認知症高齢者の心理①
混乱と焦燥感
認知機能が低下すると、本人が理解した状況と現実が異なるという事態に直面します。
例えば、家に向かって歩いているつもり(実際は逆方向に歩いているとしても)なのに、どんなに歩いても家に辿り着けないといった状況を想像すると、混乱して、どうしたら良いかわからなくなってしまうのではないでしょうか。
あるいは大切な物(例えば、財布や預金通帳、家のカギ等)を探しているのに、どんなに探しても見つからない場合には、焦り(焦燥感)を感じるのではないでしょうか。
現実の状況認知に困難をきたしている認知症高齢者は、常にこのような混乱や焦燥感を感じやすい状況にあると考えられます。
不安感とストレス
混乱や焦燥感が継続すると、不安感につながります。朝起きてみると、自分は自宅にいたつもりなのに、全く知らない場所だったとしたら、そして知らない人たちが繰り返し親しげに話しかけてきたら(実際は自宅であったり、家族であったりするのですが)、最初はわけがわからなくなって混乱し、その後、とても不安な気持ちになるでしょう。このような不安感の継続は、大きなストレスにつながっていく可能性があります。
孤独感・不快感・被害感
自分自身が認知した状況と、現実に自分が置かれている状況が異なるという状況が続き、混乱や焦燥感、不安感やストレスを感じ続けていると、自分が周囲の人と異なっているという気持ちに陥ります。

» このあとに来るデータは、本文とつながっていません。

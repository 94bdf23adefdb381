use clap::Parser;
use std::path::PathBuf;

#[derive(Debug, Clone, Copy, PartialEq, Eq, clap::ValueEnum)]
pub enum OutputFormat {
    Text,
    Json,
}

#[derive(Parser)]
#[command(
    name = "urlsum",
    about = "Summarize a YouTube video or web page with a hosted LLM",
    version = env!("GIT_DESCRIBE"),
)]
pub struct Cli {
    /// YouTube or web URL (reads one URL per line from stdin if omitted)
    pub url: Option<String>,

    /// Groq API key
    #[arg(long, env = "GROQ_API_KEY", hide_env_values = true)]
    pub groq_api_key: Option<String>,

    /// Caption language for YouTube videos [default: en]
    #[arg(short, long)]
    pub lang: Option<String>,

    /// LLM model for summarization [default: llama-3.3-70b-versatile]
    #[arg(short, long)]
    pub model: Option<String>,

    /// OpenAI-compatible API base URL [default: https://api.groq.com/openai/v1]
    #[arg(long)]
    pub api_base: Option<String>,

    /// Output format: text (default), json
    #[arg(short, long, value_enum, default_value_t = OutputFormat::Text)]
    pub format: OutputFormat,

    /// Write output to file instead of stdout
    #[arg(short, long)]
    pub output: Option<PathBuf>,

    /// Print the extracted content without summarizing
    #[arg(long)]
    pub no_summary: bool,

    /// Don't fall back to yt-dlp if captions are unavailable
    #[arg(long)]
    pub no_fallback: bool,

    /// Timeout in seconds for each network call [default: 30]
    #[arg(short, long)]
    pub timeout: Option<u64>,

    /// Don't show the progress message
    #[arg(short, long)]
    pub quiet: bool,

    /// Show extraction method and metadata
    #[arg(short, long)]
    pub verbose: bool,
}
use std::time::Duration;

use log::debug;
use reqwest::{Client, Response};

use crate::error::{Error, Result};

/// Browser identification presented to YouTube and to generic web pages.
pub const USER_AGENT: &str =
    "Mozilla/5.0 (Windows NT 10.0; Win64; x64) AppleWebKit/537.36 (KHTML, like Gecko) Chrome/131.0.0.0 Safari/537.36";

/// Client for YouTube and the hosted model: default TLS verification.
pub fn client(timeout: Duration) -> Result<Client> {
    Ok(Client::builder().user_agent(USER_AGENT).timeout(timeout).build()?)
}

/// Client for arbitrary web pages: certificate verification is disabled so
/// sites with self-signed or expired certificates can still be read.
pub fn insecure_client(timeout: Duration) -> Result<Client> {
    Ok(Client::builder()
        .user_agent(USER_AGENT)
        .timeout(timeout)
        .danger_accept_invalid_certs(true)
        .build()?)
}

/// Turn a non-success status into `Error::Http` (or `Error::Restricted` for 451).
pub fn check_status(resp: Response) -> Result<Response> {
    let status = resp.status();
    if status.is_success() {
        return Ok(resp);
    }
    let url = resp.url().to_string();
    debug!("{url} returned {status}");
    if status.as_u16() == 451 {
        return Err(Error::Restricted(format!("{url} is unavailable for legal reasons")));
    }
    Err(Error::Http { status, url })
}
use std::io::{self, BufRead};
use std::path::PathBuf;
use std::process::Command;
use std::time::Duration;

use eyre::{Result, bail};
use log::{debug, error, info, warn};

use urlsum::config::Config;
use urlsum::output::{self, Report};
use urlsum::resolve::ResolverSettings;
use urlsum::summarize::{DEFAULT_API_BASE, DEFAULT_MODEL};
use urlsum::{Resolver, Summarizer, classify, validate};

mod cli;

use cli::{Cli, OutputFormat};

fn setup_logging() -> Result<()> {
    let log_dir = log_dir();
    std::fs::create_dir_all(&log_dir)?;
    let log_file = log_dir.join("urlsum.log");

    let target = Box::new(std::fs::OpenOptions::new().create(true).append(true).open(&log_file)?);

    env_logger::Builder::from_default_env()
        .target(env_logger::Target::Pipe(target))
        .init();

    info!("Logging initialized: {}", log_file.display());
    Ok(())
}

fn log_dir() -> PathBuf {
    dirs::data_local_dir()
        .unwrap_or_else(|| PathBuf::from("."))
        .join("urlsum")
        .join("logs")
}

fn tool_version(name: &str) -> Option<String> {
    Command::new(name)
        .arg("--version")
        .output()
        .ok()
        .filter(|o| o.status.success())
        .map(|o| {
            String::from_utf8_lossy(&o.stdout)
                .trim()
                .lines()
                .next()
                .unwrap_or("")
                .to_string()
        })
}

fn build_after_help() -> String {
    let yt_dlp = tool_version("yt-dlp");

    let yt_dlp_line = match &yt_dlp {
        Some(v) => format!("  \x1b[32m✅\x1b[0m yt-dlp     {v}"),
        None => "  \x1b[31m❌\x1b[0m yt-dlp     (not found; needed for the caption loader fallback)".to_string(),
    };

    format!(
        "\nOPTIONAL TOOLS:\n{yt_dlp_line}\n\nConfig is read from: {}\nLogs are written to: {}",
        urlsum::config::config_path().display(),
        log_dir().join("urlsum.log").display()
    )
}

fn load_config() -> Config {
    match Config::load() {
        Ok(config) => config,
        Err(e) => {
            warn!("Ignoring invalid config file: {e}");
            Config::default()
        }
    }
}

fn print_error(url: &str, err: &urlsum::Error) {
    error!("{url}: {err}");
    eprintln!("error: {err}");
    if let Some(hint) = err.hint() {
        eprintln!("hint: {hint}");
    }
}

#[tokio::main]
async fn main() -> Result<()> {
    setup_logging()?;

    let after_help = build_after_help();
    let cmd = <Cli as clap::CommandFactory>::command().after_help(after_help);
    let matches = cmd.get_matches();
    let cli = <Cli as clap::FromArgMatches>::from_arg_matches(&matches)?;

    // Config file is non-fatal if missing/invalid; CLI flags take priority
    let config = load_config();

    let defaults = ResolverSettings::default();
    let settings = ResolverSettings {
        lang: cli.lang.clone().or(config.default_lang.clone()).unwrap_or(defaults.lang),
        timeout: cli
            .timeout
            .or(config.timeout_secs)
            .map(Duration::from_secs)
            .unwrap_or(defaults.timeout),
        fallback: !cli.no_fallback,
    };
    let model = cli
        .model
        .clone()
        .or(config.default_model.clone())
        .unwrap_or_else(|| DEFAULT_MODEL.to_string());
    let api_base = cli
        .api_base
        .clone()
        .or(config.api_base.clone())
        .unwrap_or_else(|| DEFAULT_API_BASE.to_string());

    if cli.verbose {
        let config_path = urlsum::config::config_path();
        if config_path.exists() {
            eprintln!("Config: {}", config_path.display());
        }
        eprintln!(
            "Language: {}\nModel: {model}\nTimeout: {}s",
            settings.lang,
            settings.timeout.as_secs()
        );
    }

    // Collect URLs: from arg or stdin
    let urls: Vec<String> = if let Some(ref url) = cli.url {
        vec![url.clone()]
    } else {
        let stdin = io::stdin();
        stdin.lock().lines().collect::<Result<Vec<_>, _>>()?
    };
    let urls: Vec<String> = urls
        .into_iter()
        .map(|u| u.trim().to_string())
        .filter(|u| !u.is_empty())
        .collect();

    // Everything below validation may touch the network
    let summarizer = if cli.no_summary {
        None
    } else {
        let api_key = match validate::api_key(cli.groq_api_key.as_deref()) {
            Ok(key) => key,
            Err(e) => bail!("{e}"),
        };
        let client = urlsum::http::client(settings.timeout)?;
        Some(Summarizer::new(client, api_key, &model).with_api_base(&api_base))
    };

    if urls.is_empty() {
        bail!("Please enter a Groq API key and a URL.\n\nUsage: urlsum <URL>\n       echo <URL> | urlsum");
    }

    let resolver = Resolver::new(&settings)?;
    let mut reports = Vec::new();
    let mut failures = 0;

    for url_input in &urls {
        let url = match validate::url(url_input) {
            Ok(url) => url,
            Err(e) => {
                print_error(url_input, &e);
                failures += 1;
                continue;
            }
        };

        if !cli.quiet {
            let progress = if summarizer.is_some() {
                "Loading content and generating summary..."
            } else {
                "Loading content..."
            };
            eprintln!("{progress}");
        }

        let kind = classify(&url);
        let content = match resolver.resolve(&url).await {
            Ok(content) => content,
            Err(e) => {
                print_error(&url, &e);
                failures += 1;
                continue;
            }
        };

        if cli.verbose {
            eprintln!(
                "URL: {url}\nKind: {kind}\nTitle: {}\nDocuments: {}\nCharacters: {}",
                content.title().unwrap_or("-"),
                content.len(),
                content.joined("\n\n").chars().count(),
            );
        }

        let summary = match &summarizer {
            Some(summarizer) => match summarizer.summarize(&content).await {
                Ok(summary) => Some(summary),
                Err(e) => {
                    print_error(&url, &e);
                    failures += 1;
                    continue;
                }
            },
            None => None,
        };

        reports.push(Report::new(url, kind, content, summary));
    }

    if !reports.is_empty() {
        let rendered = output::render_all(&reports, cli.format == OutputFormat::Json)?;
        if let Some(ref path) = cli.output {
            std::fs::write(path, &rendered)?;
            if cli.verbose {
                eprintln!("Output written to: {}", path.display());
            }
        } else {
            println!("{rendered}");
        }
    }

    if failures > 0 {
        debug!("{failures} of {} URL(s) failed", urls.len());
        bail!("{failures} of {} URL(s) failed", urls.len());
    }

    Ok(())
}
use std::path::PathBuf;

use eyre::Result;
use log::debug;
use serde::{Deserialize, Serialize};

#[derive(Debug, Default, Deserialize, Serialize)]
#[serde(default)]
pub struct Config {
    /// Caption language code used by both transcript strategies ("en" if unset)
    pub default_lang: Option<String>,
    /// Groq model name
    pub default_model: Option<String>,
    /// Base URL of the OpenAI-compatible API, without `/chat/completions`
    pub api_base: Option<String>,
    /// Seconds allowed for each HTTP request and for the whole yt-dlp run (30 if unset)
    pub timeout_secs: Option<u64>,
}

impl Config {
    /// Load config from ~/.config/urlsum/config.toml if it exists
    pub fn load() -> Result<Self> {
        let path = config_path();
        if path.exists() {
            debug!("Loading config from {}", path.display());
            let content = std::fs::read_to_string(&path)?;
            let config: Config = toml::from_str(&content)?;
            Ok(config)
        } else {
            debug!("No config file found at {}", path.display());
            Ok(Config::default())
        }
    }
}

pub fn config_path() -> PathBuf {
    dirs::config_dir()
        .unwrap_or_else(|| PathBuf::from(".config"))
        .join("urlsum")
        .join("config.toml")
}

自分は全く知らない場所にいると思っているのに、周囲の人がそのことを否定し、「ここがあなたの家でしょ」というような反応をとり続けると、周囲の人たちのことが信じられなくなると同時に、孤独感を感じるようになることが推測できます。
さらに、周囲の人たちが自分をだまそうとしているというような被害感や不快感を持ってしまうこともあるかもしれません。
あるいは本人は家に帰ろうとしているにも関わらず、周囲の人が言葉や行動で止めさせようとしたら、とても不快な気持になり、家に帰らせてくれないという被害感につながると考えられます。
自分のほうが間違っているかもしれないと思っている場合でも、周囲の人が頭ごなしに否定したり、強圧的に指示したりというような接し方をすると、孤独感や不快感、被害感を感じるようになっていくと考えられます。